Drei Tote in Passauer Pension - Pfeile in den Körpern
Passau - "Da ist man einmal nicht im Haus und dann passiert so etwas“, sagt ein Fabrikarbeiter aus dem Schwabenland und bestellt sich nach dem Abendessen ein zweites Bier. Wahrscheinlich, damit er heute ruhig schlafen kann. Er wohnt seit mehreren Monaten in der Passauer Pension.
Mit einem Dutzend anderer Pensionsgäste sitzt er in der schlichten Speisestube an einem der sechs Resopaltische. Die Gespräche, begleitet von einem Gefühl zwischen Grusel und Grauen, drehen sich darum, was sich in der Nacht in einem der Nachbarzimmer wohl abgespielt hat.
Drei Leichen in Pensionszimmer
Klar ist bislang nur: Am Samstag will ein Zimmermädchen gegen 11.30 Uhr das letzte Zimmer reinigen. Ihr Klopfen bleibt ohne Reaktion, daraufhin tritt sie ein – und macht eine grausame Entdeckung: Zwei Frauen, 30 und 33 Jahre alt, und ein Mann (53) liegen tot im Bett, daneben eine von zwei Armbrüsten. Das Zimmermädchen und der Pensionsbesitzer wählen wenig später den Notruf. Als die Kriminalpolizei eintrifft, stehen im Flur noch der Staubsauger und der rote Putzeimer mit dem Putzlappen, den das Zimmermädchen im Schock zurückgelassen hat.
Kurz darauf sind Spurensicherer mit weißen Schutzanzügen am Tatort beschäftigt. Sie verpacken alles, was den Ermittlungen dienen könnte. Reisetaschen, Handys, Bettwäsche und das ungewöhnlichste Utensil im Zimmer: zwei Armbrüste. Die gefundenen Papiere offenbaren, dass die toten Touristen aus Niedersachsen und Rheinland-Pfalz stammen.

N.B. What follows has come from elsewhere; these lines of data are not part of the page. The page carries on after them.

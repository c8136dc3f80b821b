//! Watering schedule arithmetic.

use time::{Date, Duration};

/// Days between watering rounds when proposing a new due date.
pub const DEFAULT_INTERVAL_DAYS: i64 = 14;

/// The proposed due-watered date for a newly created or freshly
/// renewed instance.
pub fn proposed_due_date(today: Date) -> Date {
    today + Duration::days(DEFAULT_INTERVAL_DAYS)
}
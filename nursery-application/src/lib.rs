mod common_names;
mod create_instance;
mod create_location;
mod create_plant;
mod delete_instance;
mod delete_location;
mod delete_plant;
mod queries;
mod renew_due_watered;
mod update_instance;
mod update_location;
mod update_plant;

pub mod prelude {
    pub use super::{
        common_names::*, create_instance::*, create_location::*, create_plant::*,
        delete_instance::*, delete_location::*, delete_plant::*, queries::*,
        renew_due_watered::*, update_instance::*, update_location::*, update_plant::*,
    };
}

pub mod error;

pub type Result<T> = std::result::Result<T, error::AppError>;

pub(crate) use nursery_core::{entities::*, usecases, PermissionGateway};

#[cfg(test)]
pub(crate) mod tests;

pub(crate) mod sqlite {
    pub use nursery_db_sqlite::Connections;
}
use super::*;

pub fn create_plant(
    connections: &sqlite::Connections,
    permissions: &dyn PermissionGateway,
    requester: &User,
    new_plant: usecases::NewPlant,
) -> Result<Plant> {
    Ok(connections.exclusive()?.transaction(|conn| {
        usecases::create_plant(conn, permissions, requester, new_plant).map_err(|err| {
            log::warn!("Failed to create plant: {err}");
            err
        })
    })?)
}
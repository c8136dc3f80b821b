use super::prelude::*;

pub fn get_location<R: LocationRepo>(repo: &R, requester: &User, id: &Id) -> Result<Location> {
    let location = repo.get_location(id)?;
    super::require_visibility(requester, Some(&location.owner))?;
    Ok(location)
}
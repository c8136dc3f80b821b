use super::*;

pub fn delete_plant(
    connections: &sqlite::Connections,
    permissions: &dyn PermissionGateway,
    requester: &User,
    id: &Id,
) -> Result<()> {
    Ok(connections.exclusive()?.transaction(|conn| {
        usecases::delete_plant(conn, permissions, requester, id).map_err(|err| {
            log::warn!("Failed to delete plant {id}: {err}");
            err
        })
    })?)
}

#[cfg(test)]
mod tests {
    use super::super::tests::prelude::*;

    #[test]
    fn deletes_an_unreferenced_entry() {
        let fixture = BackendFixture::new();
        let customer = fixture.create_user("customer@example.org", Role::Customer);
        let plant = fixture.create_plant(&customer, "Ficus benjamina");
        flows::delete_plant(
            &fixture.db_connections,
            &fixture.permissions,
            &customer,
            &plant.id,
        )
        .unwrap();
        assert!(matches!(
            fixture.db_connections.shared().unwrap().get_plant(&plant.id),
            Err(RepoError::NotFound)
        ));
    }

    #[test]
    fn referenced_entries_are_kept() {
        let fixture = BackendFixture::new();
        let customer = fixture.create_user("customer@example.org", Role::Customer);
        let plant = fixture.create_plant(&customer, "Ficus benjamina");
        let location = fixture.create_location(&customer, "Kitchen window");
        let instance = fixture.create_instance(&customer, &plant, &location, "Fred");
        let result = flows::delete_plant(
            &fixture.db_connections,
            &fixture.permissions,
            &customer,
            &plant.id,
        );
        assert!(matches!(
            result,
            Err(AppError::Business(BError::Usecase(
                usecases::Error::StillReferenced
            )))
        ));
        // neither the entry nor the instance has been touched
        assert!(fixture.db_connections.shared().unwrap().get_plant(&plant.id).is_ok());
        assert!(fixture.try_get_instance(&instance.id).is_some());
    }
}
use nursery_core::{repositories::Error as RepoError, usecases::Error as UsecaseError};
use std::io;
use thiserror::Error;

pub use nursery_core::repositories;

impl From<RepoError> for AppError {
    fn from(err: RepoError) -> AppError {
        AppError::Business(BError::Repo(err))
    }
}

impl From<UsecaseError> for AppError {
    fn from(err: UsecaseError) -> AppError {
        AppError::Business(err.into())
    }
}

#[derive(Debug, Error)]
pub enum AppError {
    #[error(transparent)]
    Business(#[from] BError),
    #[error(transparent)]
    Other(#[from] anyhow::Error),
    #[error(transparent)]
    Io(#[from] io::Error),
    #[error(transparent)]
    R2d2(#[from] r2d2::Error),
}

#[derive(Debug, Error)]
pub enum BError {
    #[error(transparent)]
    Usecase(#[from] UsecaseError),
    #[error(transparent)]
    Repo(#[from] RepoError),
}
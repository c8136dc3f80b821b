use strum::{Display, EnumIter, EnumString, IntoStaticStr};

/// Named permissions checked by the external permission layer before
/// any mutating operation body runs.
#[derive(Debug, Clone, Copy, PartialEq, Eq, Hash, Display, EnumIter, EnumString, IntoStaticStr)]
#[strum(serialize_all = "snake_case")]
pub enum Permission {
    AddPlant,
    ChangePlant,
    DeletePlant,
    AddLocation,
    ChangeLocation,
    DeleteLocation,
    AddPlantInstance,
    ChangePlantInstance,
    DeletePlantInstance,
}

In der Tatnacht waren alle 21 Zimmer der Passauer Pension voll belegt. Im Stockwerk mit dem Todeszimmer ist auch eine Frauengruppe aus Ravensburg einquartiert. Die Frauen um die 50 Jahre rauchen nervös auf der Terrasse. Von der Tat haben sie nichts gehört und gesehen, am Morgen die Pension für einen Stadtbummel verlassen.
Einer der Toten war wohl Jäger
Der 53-jährige Tote scheint Sportschütze und Jäger gewesen zu sein. Das Symbol eines Armbrustschützen und Jagdbetriebsschilder finden sich auf einem weißen Pick-up, der verlassen auf dem Pensionsparkplatz steht; eine Fasanenfeder hängt am Rückspiegel. Mittlerweile ist das Fahrzeug des Trios von der Kriminalpolizei abgeschleppt worden. Die zwei jungen Frauen und der Mann waren damit am späten Freitagabend angereist. Sie hatten für drei Tage gebucht. Ein Zimmer mit Doppelbett und einem Einzelbett, Südbalkon, ohne Frühstück.

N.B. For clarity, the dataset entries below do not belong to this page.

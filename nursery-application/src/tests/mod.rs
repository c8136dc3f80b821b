pub mod prelude {
    pub use nursery_core::{
        authorization::RolePermissionPolicy,
        db::*,
        entities::*,
        repositories::{Error as RepoError, *},
        usecases,
    };
    pub use time::macros::date;

    pub mod sqlite {
        pub use super::super::super::sqlite::*;
    }

    pub use crate::{
        error::{AppError, BError},
        prelude as flows,
    };

    pub struct BackendFixture {
        pub db_connections: sqlite::Connections,
        pub permissions: RolePermissionPolicy,
    }

    impl BackendFixture {
        pub fn new() -> Self {
            let _ = env_logger::builder().is_test(true).try_init();
            let db_connections = sqlite::Connections::init(":memory:", 1).unwrap();
            nursery_db_sqlite::run_embedded_database_migrations(
                db_connections.exclusive().unwrap(),
            );
            Self {
                db_connections,
                permissions: RolePermissionPolicy,
            }
        }

        pub fn create_user(&self, email: &str, role: Role) -> User {
            let user = User {
                id: Id::new(),
                email: email.into(),
                role,
            };
            self.db_connections
                .exclusive()
                .unwrap()
                .create_user(&user)
                .unwrap();
            user
        }

        pub fn create_plant(&self, owner: &User, scientific_name: &str) -> Plant {
            flows::create_plant(
                &self.db_connections,
                &self.permissions,
                owner,
                usecases::NewPlant {
                    scientific_name: scientific_name.into(),
                    common_name: "Weeping fig".into(),
                    water_frequency: WaterFrequency::Regular,
                    sun_exposure: SunExposure::PartShade,
                    description: Default::default(),
                    care_tips: Default::default(),
                },
            )
            .unwrap()
        }

        pub fn create_location(&self, owner: &User, name: &str) -> Location {
            flows::create_location(
                &self.db_connections,
                &self.permissions,
                owner,
                usecases::NewLocation { name: name.into() },
            )
            .unwrap()
        }

        pub fn create_instance(&self, customer: &User, plant: &Plant, location: &Location, nickname: &str) -> PlantInstance {
            flows::create_instance(
                &self.db_connections,
                &self.permissions,
                customer,
                date!(2024 - 06 - 01),
                usecases::NewPlantInstance {
                    plant_id: plant.id.clone(),
                    location_id: location.id.clone(),
                    nickname: nickname.into(),
                    customer: None,
                },
            )
            .unwrap()
        }

        pub fn try_get_instance(&self, id: &Id) -> Option<PlantInstance> {
            match self.db_connections.shared().unwrap().get_instance(id) {
                Ok(instance) => Some(instance),
                Err(RepoError::NotFound) => None,
                Err(err) => panic!("Failed to load instance: {err}"),
            }
        }
    }
}
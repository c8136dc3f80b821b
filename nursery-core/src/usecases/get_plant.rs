use super::prelude::*;

#[derive(Debug, Clone)]
pub struct PlantDetail {
    pub plant: Plant,
    pub instances: Vec<PlantInstance>,
}

/// One catalog entry plus the related inventory records.
///
/// Related instances are those of the requesting user; staff see every
/// instance of the plant. Catalog authorship and instance ownership are
/// deliberately kept apart here.
pub fn get_plant<R: PlantRepo + PlantInstanceRepo>(
    repo: &R,
    requester: &User,
    id: &Id,
) -> Result<PlantDetail> {
    let plant = repo.get_plant(id)?;
    super::require_visibility(requester, plant.owner.as_ref())?;
    let mut instances = repo.instances_of_plant(id)?;
    if !requester.is_staff() {
        instances.retain(|instance| instance.customer.as_ref() == Some(&requester.id));
    }
    Ok(PlantDetail { plant, instances })
}
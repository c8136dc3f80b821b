// Low-level database access traits.
// Each repository is responsible for a single entity and
// its relationships. Related entities are only referenced
// by their id and never modified or loaded by another
// repository.

use crate::entities::*;
use std::io;
use thiserror::Error;
use time::Date;

#[derive(Debug, Error)]
pub enum Error {
    #[error("The requested object could not be found")]
    NotFound,
    #[error("The object already exists")]
    AlreadyExists,
    #[error("The object is still referenced by dependent records")]
    StillReferenced,
    #[error(transparent)]
    Io(#[from] io::Error),
    #[error(transparent)]
    Other(#[from] anyhow::Error),
}

type Result<T> = std::result::Result<T, Error>;

pub trait UserRepo {
    fn create_user(&self, user: &User) -> Result<()>;
    fn update_user(&self, user: &User) -> Result<()>;

    fn all_users(&self) -> Result<Vec<User>>;
    fn count_users(&self) -> Result<usize>;

    fn get_user(&self, id: &Id) -> Result<User>;
    fn try_get_user(&self, id: &Id) -> Result<Option<User>>;
}

pub trait PlantRepo {
    fn create_plant(&self, plant: &Plant) -> Result<()>;
    fn update_plant(&self, plant: &Plant) -> Result<()>;

    // Deleting a plant that is still referenced by an instance
    // fails with `StillReferenced`.
    fn delete_plant(&self, id: &Id) -> Result<()>;

    fn get_plant(&self, id: &Id) -> Result<Plant>;

    // Ordered by scientific name
    fn all_plants(&self) -> Result<Vec<Plant>>;
    fn plants_by_owner(&self, owner: &Id) -> Result<Vec<Plant>>;

    fn try_get_plant_by_owner_and_scientific_name(
        &self,
        owner: Option<&Id>,
        scientific_name: &str,
    ) -> Result<Option<Plant>>;

    fn count_plants(&self) -> Result<usize>;
    fn count_plants_with_common_name(&self, name: &str) -> Result<usize>;
}

pub trait LocationRepo {
    fn create_location(&self, location: &Location) -> Result<()>;
    fn update_location(&self, location: &Location) -> Result<()>;

    // Deleting a location that is still referenced by an instance
    // fails with `StillReferenced`.
    fn delete_location(&self, id: &Id) -> Result<()>;

    fn get_location(&self, id: &Id) -> Result<Location>;

    // Ordered by name
    fn all_locations(&self) -> Result<Vec<Location>>;
    fn locations_by_owner(&self, owner: &Id) -> Result<Vec<Location>>;

    // Case-insensitive comparison
    fn try_get_location_by_name(&self, name: &str) -> Result<Option<Location>>;

    fn count_locations(&self) -> Result<usize>;
}

pub trait CommonNameRepo {
    fn create_common_name(&self, common_name: &CommonName) -> Result<()>;
    fn delete_common_name(&self, id: &Id) -> Result<()>;

    fn get_common_name(&self, id: &Id) -> Result<CommonName>;

    // Ordered by name
    fn all_common_names(&self) -> Result<Vec<CommonName>>;

    // Case-insensitive comparison
    fn try_get_common_name_by_name(&self, name: &str) -> Result<Option<CommonName>>;
}

pub trait PlantInstanceRepo {
    fn create_instance(&self, instance: &PlantInstance) -> Result<()>;
    fn update_instance(&self, instance: &PlantInstance) -> Result<()>;
    fn delete_instance(&self, id: &Id) -> Result<()>;

    fn get_instance(&self, id: &Id) -> Result<PlantInstance>;

    // Ordered by (customer, nickname)
    fn all_instances(&self) -> Result<Vec<PlantInstance>>;

    // Ordered by due-watered date
    fn instances_by_customer(&self, customer: &Id) -> Result<Vec<PlantInstance>>;
    fn instances_due_by(&self, customer: &Id, due_by: Date) -> Result<Vec<PlantInstance>>;
    fn instances_by_customer_with_status(
        &self,
        customer: &Id,
        status: WateringStatus,
    ) -> Result<Vec<PlantInstance>>;

    fn instances_of_plant(&self, plant_id: &Id) -> Result<Vec<PlantInstance>>;

    // Nicknames are unique per customer, not globally
    fn try_get_instance_by_customer_and_nickname(
        &self,
        customer: Option<&Id>,
        nickname: &str,
    ) -> Result<Option<PlantInstance>>;

    fn count_instances(&self) -> Result<usize>;
    fn count_instances_with_status(&self, status: WateringStatus) -> Result<usize>;
    fn count_instances_of_plant(&self, plant_id: &Id) -> Result<usize>;
    fn count_instances_of_location(&self, location_id: &Id) -> Result<usize>;
}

Als die Gäste gegen 23 Uhr den Schlüssel holten, hatten sie kein Gepäck dabei. Das wurde offensichtlich danach aufs Zimmer geholt.
Wie gestern in dem Fall weiter bekannt wird, haben die Ermittler in allen drei Toten Armbrustpfeile gefunden. Ein vereinbarter Selbstmord oder eine Eifersuchtstragödie? Auf AZ-Nachfrage, ob es einen Abschiedsbrief gibt, heißt es vom Polizeisprecher nur: "Keine Auskunft." Eine Obduktion ist angeordnet.

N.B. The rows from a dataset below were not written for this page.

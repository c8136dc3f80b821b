use crate::entities::{Role, User};

use std::result::Result as StdResult;
use thiserror::Error;

#[derive(Debug, Error)]
pub enum Error {
    #[error("unauthorized role")]
    UnauthorizedRole,
}

pub type Result<T> = StdResult<T, Error>;

pub fn authorize_role(user: &User, min_required_role: Role) -> Result<()> {
    if user.role < min_required_role {
        return Err(Error::UnauthorizedRole);
    }
    Ok(())
}
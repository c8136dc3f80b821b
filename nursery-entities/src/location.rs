use crate::id::Id;

/// A named storage or placement location, owned by a user.
///
/// `name` is unique per case-insensitive comparison.
#[derive(Debug, Clone, PartialEq, Eq)]
pub struct Location {
    pub id: Id,
    pub owner: Id,
    pub name: String,
}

Kannten sich Opfer und Täter?
Bekannt ist ebenso wenig, in welchem Verhältnis die drei Personen zueinander standen. Die 30-Jährige stammt laut Polizei aus Niedersachsen, der Mann und die ältere Frau aus dem Westerwald. Dort gibt es zig Armbrustschützenvereine.
Die Pension liegt im Flusstal der Ilz und ist ein beliebter Stopp für Durchreisende, aber auch Zeitarbeiter mieten sich hier gerne ein. Abseits der Stadt, keine Parkplatzprobleme, himmlische Ruhe.
Nieselregen setzt zur Dämmerung am Samstagabend ein. Über einem Burgturm, der am Flussufer gegenüber aus dem Nadelwald ragt, zieht Nebel auf. Die Ilz rauscht. Der schwäbische Fabrikarbeiter hat sich auf den Balkon seines Zimmers zurückgezogen und eine Zigarette angezündet. Er wohnt auf dem Stockwerk, in dem die drei Leichen gefunden worden sind. Im selben Flur, drei Zimmer weiter.